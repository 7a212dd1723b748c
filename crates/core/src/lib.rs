//! `storewatch-core` — report job domain primitives.
//!
//! This crate contains **pure domain** types (no storage, queue or HTTP concerns).

pub mod entity;
pub mod error;
pub mod id;
pub mod location;
pub mod report;
pub mod value_object;

pub use entity::Entity;
pub use error::{DomainError, DomainResult};
pub use id::{validate_report_id, ReportId, ReportIdInput};
pub use location::{ArtifactLocation, BaseUrl};
pub use report::{ReportJob, ReportStatus};
pub use value_object::ValueObject;
//! Dispatch of report jobs to a worker.
//!
//! Dispatch is fire-and-forget: an `Accepted` outcome only means the queue took
//! the id, not that the report has started.

use std::sync::Arc;

use async_trait::async_trait;
use tokio::sync::mpsc;

use storewatch_core::ReportId;

/// Result of handing a job id to the queue.
#[derive(Debug, Clone, PartialEq, Eq)]
pub enum DispatchOutcome {
    Accepted,
    Rejected { reason: String },
}

impl DispatchOutcome {
    pub fn rejected(reason: impl Into<String>) -> Self {
        Self::Rejected {
            reason: reason.into(),
        }
    }

    pub fn is_accepted(&self) -> bool {
        matches!(self, DispatchOutcome::Accepted)
    }
}

/// Queue collaborator that forwards job ids to whatever executes reports.
///
/// Transport failures are reported as `Rejected`, never as a panic or a
/// separate error channel.
#[async_trait]
pub trait ReportQueue: Send + Sync {
    async fn enqueue(&self, id: ReportId) -> DispatchOutcome;
}

#[async_trait]
impl<T: ReportQueue + ?Sized> ReportQueue for Arc<T> {
    async fn enqueue(&self, id: ReportId) -> DispatchOutcome {
        (**self).enqueue(id).await
    }
}

/// Bounded in-process queue feeding a [`crate::jobs::ReportWorker`].
///
/// Never waits for capacity: a full channel is a rejection.
#[derive(Debug, Clone)]
pub struct LocalReportQueue {
    tx: mpsc::Sender<ReportId>,
}

impl LocalReportQueue {
    /// Create the queue and the receiving end for the worker.
    pub fn channel(capacity: usize) -> (Self, mpsc::Receiver<ReportId>) {
        let (tx, rx) = mpsc::channel(capacity.max(1));
        (Self { tx }, rx)
    }
}

#[async_trait]
impl ReportQueue for LocalReportQueue {
    async fn enqueue(&self, id: ReportId) -> DispatchOutcome {
        match self.tx.try_send(id) {
            Ok(()) => DispatchOutcome::Accepted,
            Err(mpsc::error::TrySendError::Full(_)) => DispatchOutcome::rejected(format!(
                "report queue is full (capacity {})",
                self.tx.max_capacity()
            )),
            Err(mpsc::error::TrySendError::Closed(_)) => {
                DispatchOutcome::rejected("report worker is not running")
            }
        }
    }
}
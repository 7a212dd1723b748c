use thiserror::Error;

use storewatch_core::ReportId;

use crate::jobs::StoreError;

/// Coarse error classes clients can react to differently.
#[derive(Debug, Copy, Clone, PartialEq, Eq)]
pub enum ErrorCategory {
    /// Fix the input and try again.
    ClientInput,
    /// The id is well-formed but unknown.
    NotFound,
    /// The queue refused the job; retrying later may help.
    Dispatch,
    /// The store is unavailable.
    Store,
}

#[derive(Debug, Error)]
pub enum ReportServiceError {
    #[error("no report id supplied")]
    MissingId,

    #[error("invalid report id: {0}")]
    InvalidId(String),

    #[error("report not found: {0}")]
    NotFound(ReportId),

    /// The report is complete but no absolute base is known for its URL.
    #[error("cannot build URL for report {0}: no public base URL or request host")]
    UnresolvableUrl(ReportId),

    /// Carries the queue's own message unchanged.
    #[error("{0}")]
    Dispatch(String),

    #[error(transparent)]
    Store(#[from] StoreError),
}

impl ReportServiceError {
    pub fn category(&self) -> ErrorCategory {
        match self {
            ReportServiceError::MissingId
            | ReportServiceError::InvalidId(_)
            | ReportServiceError::UnresolvableUrl(_) => ErrorCategory::ClientInput,
            ReportServiceError::NotFound(_) => ErrorCategory::NotFound,
            ReportServiceError::Dispatch(_) => ErrorCategory::Dispatch,
            ReportServiceError::Store(_) => ErrorCategory::Store,
        }
    }
}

§ **WORK ORDER**
In the data above, find each line that uses the string "ClientInput". Copy it.

§ **TASK RESULT**
    ClientInput,
            | ReportServiceError::UnresolvableUrl(_) => ErrorCategory::ClientInput,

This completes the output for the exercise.